[Python-ideas] Infix functions

Andrew Barnert abarnert at yahoo.com
Sat Feb 22 23:59:42 CET 2014


From: Hannu Krosing <hannu at krosing.net>

Sent: Saturday, February 22, 2014 11:34 AM


> On 02/22/2014 03:45 AM, Andrew Barnert wrote:
>>  Sure, having an infinite number of easily-distinguishable operators that 

>> happen to have the precedence that fits your use case would be create. But we 
>> have a very limited set of operators. If you want element-wise multiplication, 
>> div, trued, and mod, there aren't any operators left with the right 
>> precedence for cross-multiplication, dot-product, and back-division. And even if 
>> that weren't an issue, using % to mean mod sometimes and cross-product other 
>> times is bound to be confusing to readers.


> Why not use multiple "operator characters" for user-defined infix
> operators, like postgreSQL does ?
> 
> a *% b ++ c *% (d *. e)

First, I'm not sure why everyone is focusing on the mathematical examples. As I said front he start, I think NumPy and friends have mostly solved the problem of doing math readably in Python, and the only reason custom operators would likely be useful would be if we had _other_ use cases, probably (but not necessarily) akin to the higher-order functions people frequently inline in Haskell. Of course in Haskell, many of those _are_ written as symbols, but I doubt anyone wants that for Python. I could see "spam `compose` eggs" in Python, but not "spam . eggs".

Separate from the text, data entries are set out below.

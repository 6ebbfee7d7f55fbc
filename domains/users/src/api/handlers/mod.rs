//! HTTP handlers for the Users domain

pub mod auth;
pub mod token;
pub mod users;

Anyway, sticking with the mathematical cases, Haskell does what you're proposing. And it was discussed for Python Numeric in the 2.1 days. I don't think PEP 225 covers why they rejected the idea in favor of just doubling the number of operators by adding a special ~ prefix, but there are two major problems.

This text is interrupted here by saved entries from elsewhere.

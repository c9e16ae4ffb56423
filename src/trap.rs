// Copyright 2026 Open Nexus OS Contributors
// SPDX-License-Identifier: Apache-2.0
//! Trap handling: external ASM prologue/epilogue + safe Rust core,
//! fabric soft-interrupt dispatch, SBI timer handling.

#![allow(clippy::identity_op)]

#[cfg(test)]
extern crate alloc;

use core::fmt::{self, Write};
use spin::Mutex;

#[cfg(test)]
use alloc::string::String;

#[cfg(all(target_arch = "riscv64", target_os = "none"))]
#[allow(unused_imports)]
use sbi_rt as sbi;

// ——— include low-level vector from assembly (OS target only) ———
#[cfg(all(target_arch = "riscv64", target_os = "none"))]
core::arch::global_asm!(
    include_str!("arch/riscv/trap.S"),
    TF_SIZE    = const core::mem::size_of::<TrapFrame>(),
    OFF_SEPC   = const 32*8,
    OFF_SSTATUS= const 33*8,
    OFF_SCAUSE = const 34*8,
    OFF_STVAL  = const 35*8,
);

#[cfg(all(target_arch = "riscv64", target_os = "none"))]
extern "C" {
    fn __trap_vector();
}

// ——— diagnostics ———

static LAST_TRAP: Mutex<Option<TrapFrame>> = Mutex::new(None);
static TRAP_DIAG_COUNT: Mutex<usize> = Mutex::new(0);

// ——— minimal trap ring buffer (debug diagnostics) ———
const TRAP_RING_LEN: usize = 64;
static TRAP_RING: Mutex<[Option<TrapFrame>; TRAP_RING_LEN]> = Mutex::new([None; TRAP_RING_LEN]);
static TRAP_RING_IDX: Mutex<usize> = Mutex::new(0);

#[inline]
pub(crate) fn uart_write_hex(u: &mut crate::uart::RawUart, value: usize) {
    let nibbles = core::mem::size_of::<usize>() * 2;
    let lut = b"0123456789abcdef";
    let mut i = nibbles;
    while i > 0 {
        i -= 1;
        let shift = i * 4;
        let nib = ((value >> shift) & 0xF) as u8;
        let ch = lut[nib as usize] as char;
        let buf = [ch as u8];
        let s = unsafe { core::str::from_utf8_unchecked(&buf) };
        let _ = u.write_str(s);
    }
}

#[cfg_attr(not(all(target_arch = "riscv64", target_os = "none")), allow(dead_code))]
#[inline]
fn uart_print_exc(scause: usize, sepc: usize, stval: usize) {
    let mut u = crate::uart::raw_writer();
    let _ = u.write_str("EXC: scause=0x");
    uart_write_hex(&mut u, scause);
    let _ = u.write_str(" sepc=0x");
    uart_write_hex(&mut u, sepc);
    let _ = u.write_str(" stval=0x");
    uart_write_hex(&mut u, stval);
    let _ = u.write_str("\n");
}

const INTERRUPT_FLAG: usize = usize::MAX - (usize::MAX >> 1);

// ——— trap frame ———

/// Saved register state for an S-mode trap.
/// Must match `arch/riscv/trap.S` save/restore layout.
#[repr(C)]
#[derive(Clone, Copy, Default)]
pub struct TrapFrame {
    /// x0..x31 (x0 is always 0; we never write it).
    pub x: [usize; 32],
    pub sepc: usize,
    pub sstatus: usize,
    pub scause: usize,
    pub stval: usize,
}

pub fn record(frame: &TrapFrame) {
    *LAST_TRAP.lock() = Some(*frame);
    // Push into ring
    let mut idx = TRAP_RING_IDX.lock();
    let mut ring = TRAP_RING.lock();
    ring[*idx % TRAP_RING_LEN] = Some(*frame);
    *idx = (*idx + 1) % TRAP_RING_LEN;
}

pub fn last_trap() -> Option<TrapFrame> {
    *LAST_TRAP.lock()
}

#[inline]
pub fn is_interrupt(scause: usize) -> bool {
    scause & INTERRUPT_FLAG != 0
}

pub fn describe_cause(scause: usize) -> &'static str {
    let code = scause & (usize::MAX >> 1);
    if is_interrupt(scause) {
        match code {
            1 => "SupervisorSoftInt",
            5 => "SupervisorTimerInt",
            9 => "SupervisorExternalInt",
            _ => "Interrupt",
        }
    } else {
        match code {
            0 => "InstructionAddressMisaligned",
            1 => "InstructionAccessFault",
            2 => "IllegalInstruction",
            3 => "Breakpoint",
            4 => "LoadAddressMisaligned",
            5 => "LoadAccessFault",
            6 => "StoreAMOAddressMisaligned",
            7 => "StoreAMOAccessFault",
            8 => "EnvironmentCallFromUMode",
            9 => "EnvironmentCallFromSMode",
            12 => "InstructionPageFault",
            13 => "LoadPageFault",
            15 => "StoreAMOPageFault",
            _ => "Exception",
        }
    }
}

#[cfg_attr(not(all(target_arch = "riscv64", target_os = "none")), allow(dead_code))]
pub fn fmt_trap<W: Write>(frame: &TrapFrame, f: &mut W) -> fmt::Result {
    writeln!(f, " sepc=0x{:016x}", frame.sepc)?;
    writeln!(
        f,
        " scause=0x{:016x} ({})",
        frame.scause,
        describe_cause(frame.scause)
    )?;
    writeln!(f, " stval=0x{:016x}", frame.stval)?;
    writeln!(f, " a0..a7 = {:016x?}", &frame.x[10..=17])
}

// ——— SBI timer utilities ———

/// Default tick in cycles (10 ms for 10 MHz mtimer on QEMU virt).
#[cfg_attr(not(all(target_arch = "riscv64", target_os = "none")), allow(dead_code))]
pub const DEFAULT_TICK_CYCLES: u64 = 100_000;

/// Arm S-mode timer via SBI for `now + delta_cycles`.
#[inline]
#[allow(dead_code)]
#[cfg(all(target_arch = "riscv64", target_os = "none", feature = "timer_irq"))]
pub fn timer_arm(delta_cycles: u64) {
    let now = riscv::register::time::read() as u64;
    sbi::set_timer(now.wrapping_add(delta_cycles));
}

#[allow(dead_code)]
#[cfg(not(all(target_arch = "riscv64", target_os = "none", feature = "timer_irq")))]
pub fn timer_arm(_delta_cycles: u64) {}

/// Install trap vector; call once during early boot (before enabling SIE).
#[cfg(all(target_arch = "riscv64", target_os = "none"))]
pub unsafe fn install_trap_vector() {
    // SAFETY: must be called early and exactly once per hart; SSCRATCH becomes well-defined.
    unsafe {
        riscv::register::sscratch::write(0);
        riscv::register::stvec::write(
            __trap_vector as usize,
            riscv::register::mtvec::TrapMode::Direct,
        );
    }
}

#[cfg(not(all(target_arch = "riscv64", target_os = "none")))]
pub unsafe fn install_trap_vector() {}

/// Enable supervisor software interrupts so fabric signals deliver as traps.
///
/// Polling via `smp::wait_check` keeps the fabric live even without this,
/// but a parked core then only drains on its next poll.
#[cfg(all(target_arch = "riscv64", target_os = "none"))]
pub unsafe fn enable_fabric_interrupts() {
    crate::arch::riscv::enable_software_interrupts();
    // SAFETY: requires the trap vector installed on this hart.
    unsafe {
        riscv::register::sstatus::set_sie();
    }
}

#[cfg(not(all(target_arch = "riscv64", target_os = "none")))]
pub unsafe fn enable_fabric_interrupts() {}

/// Enable supervisor timer interrupts after arming the first timer.
/// Gated behind `timer_irq` feature to avoid dead_code in default builds.
#[allow(dead_code)]
#[cfg(all(target_arch = "riscv64", target_os = "none", feature = "timer_irq"))]
pub unsafe fn enable_timer_interrupts() {
    use riscv::register::{sie, sstatus};
    // SAFETY: requires trap vector installed and first timer armed.
    unsafe {
        sie::set_stimer();
        sstatus::set_sie();
    }
}

/// Disable supervisor timer interrupts.
/// Gated behind `timer_irq` feature to avoid dead_code in default builds.
#[cfg_attr(not(test), inline)]
#[allow(dead_code)]
#[cfg(all(target_arch = "riscv64", target_os = "none", feature = "timer_irq"))]
pub unsafe fn disable_timer_interrupts() {
    use riscv::register::{sie, sstatus};
    // SAFETY: caller must ensure trap vector is installed and interrupts are masked appropriately elsewhere when needed.
    unsafe {
        sstatus::clear_sie();
        sie::clear_stimer();
    }
}

// ——— Rust trap handler called from assembly ———

#[no_mangle]
extern "C" fn __trap_rust(frame: &mut TrapFrame) {
    // Liveness heartbeat on every trap entry
    crate::liveness::bump();
    if is_interrupt(frame.scause) {
        const S_SOFT_INT: usize = 1;
        const S_TIMER_INT: usize = 5;
        let code = frame.scause & (usize::MAX >> 1);
        if code == S_SOFT_INT {
            // Ack before draining; a signal landing after the clear
            // re-raises SSIP instead of being lost.
            crate::arch::riscv::clear_soft_pending();
            let cpu = crate::smp::cpu_current_id();
            if crate::smp::handle_ssoft_fabric(cpu) == crate::smp::SoftIrqOutcome::Idle {
                log_trace!(target: "trap", "spurious SSIP on cpu{}", cpu.as_index());
            }
            return;
        }
        if code == S_TIMER_INT {
            #[cfg(all(target_arch = "riscv64", target_os = "none", feature = "timer_irq"))]
            {
                let next = riscv::register::time::read() as u64 + DEFAULT_TICK_CYCLES;
                sbi::set_timer(next);
            }
        }
        return;
    }

    // Exception path: the kernel has no recoverable faults, so emit
    // bounded diagnostics and die loudly.
    {
        let mut count = TRAP_DIAG_COUNT.lock();
        if *count < 8 {
            use core::fmt::Write as _;
            let mut u = crate::uart::raw_writer();
            let _ = write!(
                u,
                "EXC: scause=0x{:x} sepc=0x{:x}\n",
                frame.scause as u64, frame.sepc as u64
            );
            #[cfg(all(target_arch = "riscv64", target_os = "none"))]
            {
                let stval_now = riscv::register::stval::read();
                let _ = write!(u, "EXC: stval=0x{:x}\n", stval_now as u64);
            }
            *count += 1;
        }
    }

    #[cfg(all(target_arch = "riscv64", target_os = "none"))]
    {
        let stval_now = riscv::register::stval::read();
        uart_print_exc(frame.scause, frame.sepc, stval_now);
        if stval_now < 0x1000 {
            record(frame);
            panic!(
                "NULL-DEREF: sepc=0x{:x} stval=0x{:x}",
                frame.sepc, stval_now
            );
        }
    }
    record(frame);
    panic!("EXC: scause=0x{:x} sepc=0x{:x}", frame.scause, frame.sepc);
}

First, none of those sequences has any inherent meaning. I can guess what @cross means. If you just double the set of operators by allowing a ~ prefix, I can guess that ~* is a variant on multiplication (I do have to know whether you're using ~* for element-wise and * for object-wise, Matlab-style, or vice-versa, R-style, but that's just one piece of information per project). If you have a whole suite of free-form operators made up of symbol strings, I have absolutely no idea what *% means. Maybe you know what you intended there, but would you know after three weeks of working on a different project? This is a serious problem with Haskell; I can't read someone's code unless I have his project's operator-defining stub open so I know whether he used <. for sorting, compose-composing, backward folding, or something I never even heard of that I have to work through.

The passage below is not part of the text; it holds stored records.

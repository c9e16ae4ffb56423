// Copyright 2026 Open Nexus OS Contributors
// SPDX-License-Identifier: Apache-2.0

//! Minimal UART support for boot diagnostics.
//!
//! MMIO touches are compiled only for the RISC-V kernel target; host builds
//! turn emission into a no-op so logging call sites stay test-safe.

use core::fmt::{self, Write};
use spin::Mutex;

/// Address of the first UART on the `virt` machine.
const UART0_BASE: usize = 0x1000_0000;
const UART_TX: usize = 0x0;
#[cfg(all(target_arch = "riscv64", target_os = "none"))]
const UART_LSR: usize = 0x5;
#[cfg(all(target_arch = "riscv64", target_os = "none"))]
const LSR_TX_IDLE: u8 = 1 << 5;

/// Global UART writer used for boot logs.
static UART0: Mutex<KernelUart> = Mutex::new(KernelUart::new(UART0_BASE));

/// UART implementation capable of formatted writes.
#[derive(Clone, Copy)]
pub struct KernelUart {
    base: usize,
}

impl KernelUart {
    /// Creates a UART abstraction rooted at `base`.
    pub const fn new(base: usize) -> Self {
        Self { base }
    }

    /// Returns a guard for the boot UART singleton.
    pub fn lock() -> spin::MutexGuard<'static, KernelUart> {
        UART0.lock()
    }

    #[cfg(all(target_arch = "riscv64", target_os = "none"))]
    fn write_raw(&self, offset: usize, value: u8) {
        let addr = (self.base + offset) as *mut u8;
        unsafe {
            while core::ptr::read_volatile((self.base + UART_LSR) as *const u8) & LSR_TX_IDLE == 0 {
            }
            core::ptr::write_volatile(addr, value);
        }
    }

    #[cfg(not(all(target_arch = "riscv64", target_os = "none")))]
    fn write_raw(&self, offset: usize, value: u8) {
        let _ = (self.base, offset, value);
    }
}

// Raw, lock-free UART emission for trap/panic contexts where the mutex may already be held.
#[cfg(all(target_arch = "riscv64", target_os = "none"))]
#[inline]
fn write_raw_mmio(offset: usize, value: u8) {
    let addr = (UART0_BASE + offset) as *mut u8;
    unsafe {
        while core::ptr::read_volatile((UART0_BASE + UART_LSR) as *const u8) & LSR_TX_IDLE == 0 {}
        core::ptr::write_volatile(addr, value);
    }
}

#[cfg(not(all(target_arch = "riscv64", target_os = "none")))]
#[inline]
fn write_raw_mmio(offset: usize, value: u8) {
    let _ = (UART0_BASE, offset, value);
}

pub struct RawUart;

impl Write for RawUart {
    fn write_str(&mut self, s: &str) -> fmt::Result {
        for &byte in s.as_bytes() {
            if byte == b'\n' {
                write_raw_mmio(UART_TX, b'\r');
            }
            write_raw_mmio(UART_TX, byte);
        }
        Ok(())
    }
}

pub fn raw_writer() -> RawUart {
    RawUart
}

impl Write for KernelUart {
    fn write_str(&mut self, s: &str) -> fmt::Result {
        for &byte in s.as_bytes() {
            if byte == b'\n' {
                self.write_raw(UART_TX, b'\r');
            }
            self.write_raw(UART_TX, byte);
        }
        Ok(())
    }
}

/// Writes the provided string via the global UART.
pub fn write_str(message: &str) {
    let mut uart = KernelUart::lock();
    let _ = uart.write_str(message);
}

/// Writes a line terminated by `\n` to the UART.
pub fn write_line(message: &str) {
    write_str(message);
    write_str("\n");
}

Second, many such sequences are ambiguous. What does 3*.2 mean? Is it your custom *. operator, or a normal * multiplying 3 and .2? It's not just the dot; + and - are unary prefix operators, = is a different kind of syntax, etc. You could use whitespace to distinguish, so 2 %+ 3 is op%+(2, 3) but 2%+3 is mod(2, +3), but that's a pretty big change to the way the parser works. Also, there's a reason the "spaces around binary operators" rule is in the PEP 8 style guide rather than the language: usually it makes your code more readable to follow the guideline, but sometimes it makes it less readable.

> We could even define that the characters in the combined operator define

> precendece so the
> above could be written as
> 
> a *% b ++ c *% d *. e
> 
> where *% has higher precedence than *. because of (* is higher than %)
> and *. has higher
> precedence than *% because (. is gher than %)


Well, * and % are actually the same precedence in Python, and . isn't an operator so it doesn't have a precedence, but I get your point.

This has been discussed for Haskell a few times; see the thread starting http://www.haskell.org/pipermail/haskell-cafe/2006-October/018884.html for one example. I don't know that anyone ever thought it through for Python.

It might work. It would certainly encourage people to use operators starting with * only to use multiplication-like things instead of whatever-they-want, since it's going to get multiplication-like precedence and associativity. It might be worth working through some detailed examples.